More than 50 employees of Cook County Clerk of Court Iris Martinez are suspected of defrauding a federal program intended to help small businesses struggling during the COVID-19 pandemic, a spokesman said Friday.
The clerk’s inspector general is working with Cook County’s inspector general’s office, which is conducting a separate investigation of employees who work for Cook County Board President Toni Preckwinkle, according to Martinez spokesman James Murphy-Aguilú.
Interim Cook County Inspector General Steven Cyranoski has provided Martinez’s investigators with a list of clerk’s employees who’ve obtained loans from the federal Paycheck Protection Program. Cyranoski’s office also subpoenaed bank records of those workers on behalf of Martinez’s investigators, who don’t have that authority.
“She’s not going to tolerate any amount of corruption in our offices, given the public trust that is required from our employees,” Murphy-Aguilú said of Martinez.
Most of the court clerk’s employees who are under investigation had gotten PPP loans of about $20,000 by saying they had made at least $100,000 from an outside business in the year before they filed their applications, Murphy-Aguilú said. Some employees received about $40,000 in loans, he said.

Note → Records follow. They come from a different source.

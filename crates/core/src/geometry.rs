//! Geometry kernel - pure functions over page coordinates.
//!
//! Provides:
//! - Bounding boxes over integer point sets
//! - Convex hulls (monotone chain)
//! - Segment intersection and containment tests used by the separator
//!   classifier and the visual region builder

use itertools::Itertools;

use crate::error::{GraphError, Result};

/// A 2D point in page pixel coordinates.
pub type Point = (i32, i32);

/// A 2D point with fractional coordinates (bounding-box centers and the like).
pub type PointF = (f64, f64);

/// A line segment between two fractional points.
pub type Segment = (PointF, PointF);

/// Axis-aligned bounding box over a point set.
#[derive(Debug, Clone, Copy, PartialEq, Eq)]
pub struct BBox {
    pub min_x: i32,
    pub max_x: i32,
    pub min_y: i32,
    pub max_y: i32,
}

impl BBox {
    pub fn width(&self) -> i32 {
        self.max_x - self.min_x
    }

    pub fn height(&self) -> i32 {
        self.max_y - self.min_y
    }

    /// Center of the box, as fractional coordinates.
    pub fn center(&self) -> PointF {
        (
            (self.min_x + self.max_x) as f64 / 2.0,
            (self.min_y + self.max_y) as f64 / 2.0,
        )
    }

    /// Corner polygon, counter-clockwise from (min_x, min_y).
    pub fn corners(&self) -> [Point; 4] {
        [
            (self.min_x, self.min_y),
            (self.max_x, self.min_y),
            (self.max_x, self.max_y),
            (self.min_x, self.max_y),
        ]
    }
}

/// Computes the bounding box over a set of points.
pub fn bounding_box(points: &[Point]) -> Result<BBox> {
    let (&(mut min_x, mut min_y), rest) = points.split_first().ok_or(GraphError::EmptyPointSet)?;
    let (mut max_x, mut max_y) = (min_x, min_y);
    for &(x, y) in rest {
        min_x = min_x.min(x);
        max_x = max_x.max(x);
        min_y = min_y.min(y);
        max_y = max_y.max(y);
    }
    Ok(BBox {
        min_x,
        max_x,
        min_y,
        max_y,
    })
}

/// Convex hull over a point set (Andrew's monotone chain).
///
/// Returns the hull vertices in counter-clockwise order without repeating
/// the first point. Inputs with fewer than 3 distinct points come back as
/// the sorted distinct points.
pub fn convex_hull(points: &[Point]) -> Vec<Point> {
    let mut pts: Vec<Point> = points.to_vec();
    pts.sort_unstable();
    pts.dedup();
    if pts.len() < 3 {
        return pts;
    }

    fn cross(o: Point, a: Point, b: Point) -> i64 {
        i64::from(a.0 - o.0) * i64::from(b.1 - o.1) - i64::from(a.1 - o.1) * i64::from(b.0 - o.0)
    }

    let mut lower: Vec<Point> = Vec::new();
    for &p in &pts {
        while lower.len() >= 2 && cross(lower[lower.len() - 2], lower[lower.len() - 1], p) <= 0 {
            lower.pop();
        }
        lower.push(p);
    }
    let mut upper: Vec<Point> = Vec::new();
    for &p in pts.iter().rev() {
        while upper.len() >= 2 && cross(upper[upper.len() - 2], upper[upper.len() - 1], p) <= 0 {
            upper.pop();
        }
        upper.push(p);
    }
    // the endpoints of each chain repeat in the other
    lower.pop();
    upper.pop();
    lower.extend(upper);
    lower
}

fn orient(a: PointF, b: PointF, c: PointF) -> f64 {
    (b.0 - a.0) * (c.1 - a.1) - (b.1 - a.1) * (c.0 - a.0)
}

fn on_segment(a: PointF, b: PointF, p: PointF) -> bool {
    p.0 >= a.0.min(b.0) && p.0 <= a.0.max(b.0) && p.1 >= a.1.min(b.1) && p.1 <= a.1.max(b.1)
}

/// Tests whether two segments intersect. Touching endpoints and collinear
/// overlap count as intersections.
pub fn segments_intersect(s1: Segment, s2: Segment) -> bool {
    let (p1, p2) = s1;
    let (p3, p4) = s2;
    let d1 = orient(p3, p4, p1);
    let d2 = orient(p3, p4, p2);
    let d3 = orient(p1, p2, p3);
    let d4 = orient(p1, p2, p4);
    if ((d1 > 0.0 && d2 < 0.0) || (d1 < 0.0 && d2 > 0.0))
        && ((d3 > 0.0 && d4 < 0.0) || (d3 < 0.0 && d4 > 0.0))
    {
        return true;
    }
    (d1 == 0.0 && on_segment(p3, p4, p1))
        || (d2 == 0.0 && on_segment(p3, p4, p2))
        || (d3 == 0.0 && on_segment(p1, p2, p3))
        || (d4 == 0.0 && on_segment(p1, p2, p4))
}

fn to_f(p: Point) -> PointF {
    (f64::from(p.0), f64::from(p.1))
}

/// Tests a segment against every edge of `polygon`, which is closed
/// implicitly. Returns true on the first intersecting edge.
pub fn segment_intersects_polygon(segment: Segment, polygon: &[Point]) -> bool {
    if polygon.len() < 2 {
        return false;
    }
    polygon
        .iter()
        .chain(std::iter::once(&polygon[0]))
        .tuple_windows()
        .any(|(&a, &b)| segments_intersect(segment, (to_f(a), to_f(b))))
}

/// Strict containment: both segment endpoints lie strictly inside `bbox`.
pub fn segment_within_bbox(segment: Segment, bbox: &BBox) -> bool {
    let inside = |p: PointF| {
        p.0 > f64::from(bbox.min_x)
            && p.0 < f64::from(bbox.max_x)
            && p.1 > f64::from(bbox.min_y)
            && p.1 < f64::from(bbox.max_y)
    };
    inside(segment.0) && inside(segment.1)
}

#[cfg(test)]
mod tests {
    use super::*;

    #[test]
    fn test_bounding_box() {
        let bb = bounding_box(&[(3, 7), (1, 9), (5, 2)]).unwrap();
        assert_eq!(
            bb,
            BBox {
                min_x: 1,
                max_x: 5,
                min_y: 2,
                max_y: 9
            }
        );
        assert_eq!(bb.width(), 4);
        assert_eq!(bb.height(), 7);
        assert_eq!(bb.center(), (3.0, 5.5));
    }

    #[test]
    fn test_bounding_box_empty() {
        assert!(matches!(bounding_box(&[]), Err(GraphError::EmptyPointSet)));
    }

    #[test]
    fn test_convex_hull_drops_interior_points() {
        let hull = convex_hull(&[(0, 0), (10, 0), (10, 10), (0, 10), (5, 5)]);
        assert_eq!(hull.len(), 4);
        assert!(!hull.contains(&(5, 5)));
    }

    #[test]
    fn test_convex_hull_collinear() {
        let hull = convex_hull(&[(0, 0), (5, 5), (10, 10)]);
        assert_eq!(hull, vec![(0, 0), (10, 10)]);
    }

    #[test]
    fn test_segments_intersect_crossing_and_touching() {
        assert!(segments_intersect(
            ((0.0, 0.0), (10.0, 10.0)),
            ((0.0, 10.0), (10.0, 0.0))
        ));
        // touching at an endpoint counts
        assert!(segments_intersect(
            ((0.0, 0.0), (5.0, 5.0)),
            ((5.0, 5.0), (10.0, 0.0))
        ));
        assert!(!segments_intersect(
            ((0.0, 0.0), (1.0, 0.0)),
            ((0.0, 1.0), (1.0, 1.0))
        ));
    }

    #[test]
    fn test_segment_intersects_polygon_closing_edge() {
        // square; segment crosses only the implicit closing edge
        let square = [(0, 0), (10, 0), (10, 10), (0, 10)];
        assert!(segment_intersects_polygon(
            ((-5.0, 5.0), (5.0, 5.0)),
            &square
        ));
        assert!(!segment_intersects_polygon(
            ((-5.0, -5.0), (-1.0, -1.0)),
            &square
        ));
    }

    #[test]
    fn test_segment_within_bbox_is_strict() {
        let bb = BBox {
            min_x: 0,
            max_x: 10,
            min_y: 0,
            max_y: 10,
        };
        assert!(segment_within_bbox(((1.0, 1.0), (9.0, 9.0)), &bb));
        // endpoint on the boundary is not inside
        assert!(!segment_within_bbox(((0.0, 1.0), (9.0, 9.0)), &bb));
        assert!(!segment_within_bbox(((1.0, 1.0), (9.0, 10.0)), &bb));
    }
}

“Many of the employees who work for us don’t earn $100,000 a year,” Murphy-Aguilú said. “To say you make more cutting hair than working here does not make a lot of sense.”
The clerk of courts’ investigation could take at least two months to complete — part of the widening scrutiny of city and county employees who got such pandemic-relief loans in 2020 and 2021.
The Chicago Housing Authority, Cook County chief judge’s office and Cook County offices — including the revenue department, comptroller and Cook County Board of Review — are among those conducting investigations.
State and federal prosecutors have been notified of the findings of some of those investigations.
City Hall Inspector General Deborah Witzburg said her office also is investigating the possibility of such fraud by employees of the Chicago Police Department and other city agencies. She wouldn’t discuss details.
Murphy-Aguilú said no one has been fired but at least one clerk’s employee who was under investigation has retired and he expects more will do so.
He said one or more clerk’s employees told investigators that a broker took a fee to file that worker’s paperwork for a PPP loan.
Law enforcement sources said prosecutors appear to be less interested in people who got fraudulent pandemic-relief loans than in any brokers who illegally arranged them.
Murphy-Aguilú said investigators also have found that some banks gave far less scrutiny to loan applications than other banks did.
“There was some predatory behavior from the industry,” he said. “Some banks, for instance, required photo IDs; some didn’t. There’s a lot of blame to go around.”